— EXERCISE INSTRUCTIONS —
Once the data has been read, restate all of it exactly.
SUPPLIED MATERIAL Start Marker
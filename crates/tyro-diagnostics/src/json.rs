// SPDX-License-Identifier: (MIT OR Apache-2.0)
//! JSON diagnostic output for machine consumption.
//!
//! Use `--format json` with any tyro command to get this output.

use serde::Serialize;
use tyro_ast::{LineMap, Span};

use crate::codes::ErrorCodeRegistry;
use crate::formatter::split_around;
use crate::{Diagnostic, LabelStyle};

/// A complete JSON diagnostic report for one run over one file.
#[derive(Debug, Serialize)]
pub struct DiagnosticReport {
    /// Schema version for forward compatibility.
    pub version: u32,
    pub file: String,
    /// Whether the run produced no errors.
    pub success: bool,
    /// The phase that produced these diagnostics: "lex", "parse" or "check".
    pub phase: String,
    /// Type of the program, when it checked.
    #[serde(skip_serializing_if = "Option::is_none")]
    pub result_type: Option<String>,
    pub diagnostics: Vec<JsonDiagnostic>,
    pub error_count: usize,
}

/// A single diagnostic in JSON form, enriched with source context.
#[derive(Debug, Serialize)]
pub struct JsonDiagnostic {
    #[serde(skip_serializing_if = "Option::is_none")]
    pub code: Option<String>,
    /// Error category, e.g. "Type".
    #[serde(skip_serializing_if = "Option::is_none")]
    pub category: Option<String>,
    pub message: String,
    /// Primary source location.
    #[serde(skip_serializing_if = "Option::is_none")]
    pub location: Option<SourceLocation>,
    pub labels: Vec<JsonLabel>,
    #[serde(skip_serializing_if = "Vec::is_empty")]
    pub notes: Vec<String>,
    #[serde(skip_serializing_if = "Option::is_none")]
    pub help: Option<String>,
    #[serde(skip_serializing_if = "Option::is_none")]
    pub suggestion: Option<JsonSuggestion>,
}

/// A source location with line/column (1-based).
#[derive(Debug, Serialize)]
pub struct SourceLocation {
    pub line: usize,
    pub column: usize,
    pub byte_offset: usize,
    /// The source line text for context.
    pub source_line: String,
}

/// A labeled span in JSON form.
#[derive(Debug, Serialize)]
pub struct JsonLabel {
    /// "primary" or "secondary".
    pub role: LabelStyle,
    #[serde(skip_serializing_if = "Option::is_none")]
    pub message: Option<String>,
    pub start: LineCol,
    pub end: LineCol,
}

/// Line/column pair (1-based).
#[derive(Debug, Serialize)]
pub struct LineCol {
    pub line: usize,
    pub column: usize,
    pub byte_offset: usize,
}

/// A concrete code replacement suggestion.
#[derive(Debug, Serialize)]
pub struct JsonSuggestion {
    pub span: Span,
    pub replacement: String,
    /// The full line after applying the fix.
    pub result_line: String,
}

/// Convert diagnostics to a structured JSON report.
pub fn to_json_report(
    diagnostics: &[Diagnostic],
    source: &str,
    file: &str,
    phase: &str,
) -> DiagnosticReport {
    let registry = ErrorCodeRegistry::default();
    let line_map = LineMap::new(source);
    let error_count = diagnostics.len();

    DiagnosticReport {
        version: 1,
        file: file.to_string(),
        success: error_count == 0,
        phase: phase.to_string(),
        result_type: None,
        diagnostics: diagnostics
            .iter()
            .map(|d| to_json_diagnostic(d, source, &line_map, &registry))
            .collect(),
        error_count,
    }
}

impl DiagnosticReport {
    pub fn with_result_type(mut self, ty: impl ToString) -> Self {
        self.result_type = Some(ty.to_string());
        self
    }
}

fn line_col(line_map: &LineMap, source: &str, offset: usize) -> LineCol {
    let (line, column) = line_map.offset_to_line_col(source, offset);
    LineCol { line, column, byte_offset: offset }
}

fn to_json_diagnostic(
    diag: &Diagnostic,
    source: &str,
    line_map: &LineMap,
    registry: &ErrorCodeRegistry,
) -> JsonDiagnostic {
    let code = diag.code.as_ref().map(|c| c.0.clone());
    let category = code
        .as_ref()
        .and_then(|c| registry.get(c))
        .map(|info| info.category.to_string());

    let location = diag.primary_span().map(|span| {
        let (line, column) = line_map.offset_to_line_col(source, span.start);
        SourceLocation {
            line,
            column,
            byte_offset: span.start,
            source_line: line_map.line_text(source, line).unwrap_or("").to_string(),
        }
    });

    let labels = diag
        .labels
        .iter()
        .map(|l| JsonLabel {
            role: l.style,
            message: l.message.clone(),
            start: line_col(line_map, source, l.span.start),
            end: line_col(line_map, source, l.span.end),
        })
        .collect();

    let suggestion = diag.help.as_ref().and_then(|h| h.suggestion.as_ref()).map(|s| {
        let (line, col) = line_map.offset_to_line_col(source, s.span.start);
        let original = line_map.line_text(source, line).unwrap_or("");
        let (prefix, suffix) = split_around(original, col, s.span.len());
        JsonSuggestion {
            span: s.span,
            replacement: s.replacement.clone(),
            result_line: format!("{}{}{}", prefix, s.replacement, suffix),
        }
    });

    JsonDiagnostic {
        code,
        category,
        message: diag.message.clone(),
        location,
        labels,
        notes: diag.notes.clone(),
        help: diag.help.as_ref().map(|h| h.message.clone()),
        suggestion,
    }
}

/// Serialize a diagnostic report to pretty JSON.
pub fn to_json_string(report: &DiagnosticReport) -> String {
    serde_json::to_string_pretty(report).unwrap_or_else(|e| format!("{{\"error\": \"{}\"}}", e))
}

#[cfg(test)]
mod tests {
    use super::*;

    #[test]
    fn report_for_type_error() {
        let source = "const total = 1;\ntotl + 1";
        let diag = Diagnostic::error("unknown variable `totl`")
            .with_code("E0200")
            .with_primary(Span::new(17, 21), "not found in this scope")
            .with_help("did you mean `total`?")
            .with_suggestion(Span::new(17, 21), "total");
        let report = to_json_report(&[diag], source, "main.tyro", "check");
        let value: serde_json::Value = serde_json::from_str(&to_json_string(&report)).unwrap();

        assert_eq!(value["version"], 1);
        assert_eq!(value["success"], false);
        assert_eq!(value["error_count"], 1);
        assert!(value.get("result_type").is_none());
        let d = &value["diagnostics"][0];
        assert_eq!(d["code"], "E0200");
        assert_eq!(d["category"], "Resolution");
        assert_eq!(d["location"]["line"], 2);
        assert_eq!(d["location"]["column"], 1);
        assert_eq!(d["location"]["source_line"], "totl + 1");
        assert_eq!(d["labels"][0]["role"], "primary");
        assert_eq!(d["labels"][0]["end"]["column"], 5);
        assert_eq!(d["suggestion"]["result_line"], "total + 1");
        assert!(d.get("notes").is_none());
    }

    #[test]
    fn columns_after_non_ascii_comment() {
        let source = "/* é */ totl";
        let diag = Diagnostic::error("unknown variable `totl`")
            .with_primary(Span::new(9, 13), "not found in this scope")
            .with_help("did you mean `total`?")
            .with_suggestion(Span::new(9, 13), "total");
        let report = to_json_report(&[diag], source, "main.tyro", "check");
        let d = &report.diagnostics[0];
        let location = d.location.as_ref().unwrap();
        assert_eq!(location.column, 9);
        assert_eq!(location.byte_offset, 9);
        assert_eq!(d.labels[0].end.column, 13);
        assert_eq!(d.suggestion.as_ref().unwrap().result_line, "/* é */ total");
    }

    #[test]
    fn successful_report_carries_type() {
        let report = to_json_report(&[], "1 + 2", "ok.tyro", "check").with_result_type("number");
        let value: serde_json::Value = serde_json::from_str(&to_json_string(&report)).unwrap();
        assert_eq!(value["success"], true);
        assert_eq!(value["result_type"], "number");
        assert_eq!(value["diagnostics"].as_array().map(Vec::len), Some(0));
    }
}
SUPPLIED MATERIAL End Marker
— ANSWER AREA —
filename crates/tyro-diagnostics/src/json.rs
// SPDX-License-Identifier: (MIT OR Apache-2.0)
//! JSON diagnostic output for machine consumption.
//!
//! Use `--format json` with any tyro command to get this output.

use serde::Serialize;
use tyro_ast::{LineMap, Span};

use crate::codes::ErrorCodeRegistry;
use crate::formatter::split_around;
use crate::{Diagnostic, LabelStyle};

/// A complete JSON diagnostic report for one run over one file.
#[derive(Debug, Serialize)]
pub struct DiagnosticReport {
    /// Schema version for forward compatibility.
    pub version: u32,
    pub file: String,
    /// Whether the run produced no errors.
    pub success: bool,
    /// The phase that produced these diagnostics: "lex", "parse" or "check".
    pub phase: String,
    /// Type of the program, when it checked.
    #[serde(skip_serializing_if = "Option::is_none")]
    pub result_type: Option<String>,
    pub diagnostics: Vec<JsonDiagnostic>,
    pub error_count: usize,
}

/// A single diagnostic in JSON form, enriched with source context.
#[derive(Debug, Serialize)]
pub struct JsonDiagnostic {
    #[serde(skip_serializing_if = "Option::is_none")]
    pub code: Option<String>,
    /// Error category, e.g. "Type".
    #[serde(skip_serializing_if = "Option::is_none")]
    pub category: Option<String>,
    pub message: String,
    /// Primary source location.
    #[serde(skip_serializing_if = "Option::is_none")]
    pub location: Option<SourceLocation>,
    pub labels: Vec<JsonLabel>,
    #[serde(skip_serializing_if = "Vec::is_empty")]
    pub notes: Vec<String>,
    #[serde(skip_serializing_if = "Option::is_none")]
    pub help: Option<String>,
    #[serde(skip_serializing_if = "Option::is_none")]
    pub suggestion: Option<JsonSuggestion>,
}

/// A source location with line/column (1-based).
#[derive(Debug, Serialize)]
pub struct SourceLocation {
    pub line: usize,
    pub column: usize,
    pub byte_offset: usize,
    /// The source line text for context.
    pub source_line: String,
}

/// A labeled span in JSON form.
#[derive(Debug, Serialize)]
pub struct JsonLabel {
    /// "primary" or "secondary".
    pub role: LabelStyle,
    #[serde(skip_serializing_if = "Option::is_none")]
    pub message: Option<String>,
    pub start: LineCol,
    pub end: LineCol,
}

/// Line/column pair (1-based).
#[derive(Debug, Serialize)]
pub struct LineCol {
    pub line: usize,
    pub column: usize,
    pub byte_offset: usize,
}

/// A concrete code replacement suggestion.
#[derive(Debug, Serialize)]
pub struct JsonSuggestion {
    pub span: Span,
    pub replacement: String,
    /// The full line after applying the fix.
    pub result_line: String,
}

/// Convert diagnostics to a structured JSON report.
pub fn to_json_report(
    diagnostics: &[Diagnostic],
    source: &str,
    file: &str,
    phase: &str,
) -> DiagnosticReport {
    let registry = ErrorCodeRegistry::default();
    let line_map = LineMap::new(source);
    let error_count = diagnostics.len();

    DiagnosticReport {
        version: 1,
        file: file.to_string(),
        success: error_count == 0,
        phase: phase.to_string(),
        result_type: None,
        diagnostics: diagnostics
            .iter()
            .map(|d| to_json_diagnostic(d, source, &line_map, &registry))
            .collect(),
        error_count,
    }
}

impl DiagnosticReport {
    pub fn with_result_type(mut self, ty: impl ToString) -> Self {
        self.result_type = Some(ty.to_string());
        self
    }
}

fn line_col(line_map: &LineMap, source: &str, offset: usize) -> LineCol {
    let (line, column) = line_map.offset_to_line_col(source, offset);
    LineCol { line, column, byte_offset: offset }
}

fn to_json_diagnostic(
    diag: &Diagnostic,
    source: &str,
    line_map: &LineMap,
    registry: &ErrorCodeRegistry,
) -> JsonDiagnostic {
    let code = diag.code.as_ref().map(|c| c.0.clone());
    let category = code
        .as_ref()
        .and_then(|c| registry.get(c))
        .map(|info| info.category.to_string());

    let location = diag.primary_span().map(|span| {
        let (line, column) = line_map.offset_to_line_col(source, span.start);
        SourceLocation {
            line,
            column,
            byte_offset: span.start,
            source_line: line_map.line_text(source, line).unwrap_or("").to_string(),
        }
    });

    let labels = diag
        .labels
        .iter()
        .map(|l| JsonLabel {
            role: l.style,
            message: l.message.clone(),
            start: line_col(line_map, source, l.span.start),
            end: line_col(line_map, source, l.span.end),
        })
        .collect();

    let suggestion = diag.help.as_ref().and_then(|h| h.suggestion.as_ref()).map(|s| {
        let (line, col) = line_map.offset_to_line_col(source, s.span.start);
        let original = line_map.line_text(source, line).unwrap_or("");
        let (prefix, suffix) = split_around(original, col, s.span.len());
        JsonSuggestion {
            span: s.span,
            replacement: s.replacement.clone(),
            result_line: format!("{}{}{}", prefix, s.replacement, suffix),
        }
    });

    JsonDiagnostic {
        code,
        category,
        message: diag.message.clone(),
        location,
        labels,
        notes: diag.notes.clone(),
        help: diag.help.as_ref().map(|h| h.message.clone()),
        suggestion,
    }
}

/// Serialize a diagnostic report to pretty JSON.
pub fn to_json_string(report: &DiagnosticReport) -> String {
    serde_json::to_string_pretty(report).unwrap_or_else(|e| format!("{{\"error\": \"{}\"}}", e))
}

#[cfg(test)]
mod tests {
    use super::*;

    #[test]
    fn report_for_type_error() {
        let source = "const total = 1;\ntotl + 1";
        let diag = Diagnostic::error("unknown variable `totl`")
            .with_code("E0200")
            .with_primary(Span::new(17, 21), "not found in this scope")
            .with_help("did you mean `total`?")
            .with_suggestion(Span::new(17, 21), "total");
        let report = to_json_report(&[diag], source, "main.tyro", "check");
        let value: serde_json::Value = serde_json::from_str(&to_json_string(&report)).unwrap();

        assert_eq!(value["version"], 1);
        assert_eq!(value["success"], false);
        assert_eq!(value["error_count"], 1);
        assert!(value.get("result_type").is_none());
        let d = &value["diagnostics"][0];
        assert_eq!(d["code"], "E0200");
        assert_eq!(d["category"], "Resolution");
        assert_eq!(d["location"]["line"], 2);
        assert_eq!(d["location"]["column"], 1);
        assert_eq!(d["location"]["source_line"], "totl + 1");
        assert_eq!(d["labels"][0]["role"], "primary");
        assert_eq!(d["labels"][0]["end"]["column"], 5);
        assert_eq!(d["suggestion"]["result_line"], "total + 1");
        assert!(d.get("notes").is_none());
    }

    #[test]
    fn columns_after_non_ascii_comment() {
        let source = "/* é */ totl";
        let diag = Diagnostic::error("unknown variable `totl`")
            .with_primary(Span::new(9, 13), "not found in this scope")
            .with_help("did you mean `total`?")
            .with_suggestion(Span::new(9, 13), "total");
        let report = to_json_report(&[diag], source, "main.tyro", "check");
        let d = &report.diagnostics[0];
        let location = d.location.as_ref().unwrap();
        assert_eq!(location.column, 9);
        assert_eq!(location.byte_offset, 9);
        assert_eq!(d.labels[0].end.column, 13);
        assert_eq!(d.suggestion.as_ref().unwrap().result_line, "/* é */ total");
    }

    #[test]
    fn successful_report_carries_type() {
        let report = to_json_report(&[], "1 + 2", "ok.tyro", "check").with_result_type("number");
        let value: serde_json::Value = serde_json::from_str(&to_json_string(&report)).unwrap();
        assert_eq!(value["success"], true);
        assert_eq!(value["result_type"], "number");
        assert_eq!(value["diagnostics"].as_array().map(Vec::len), Some(0));
    }
}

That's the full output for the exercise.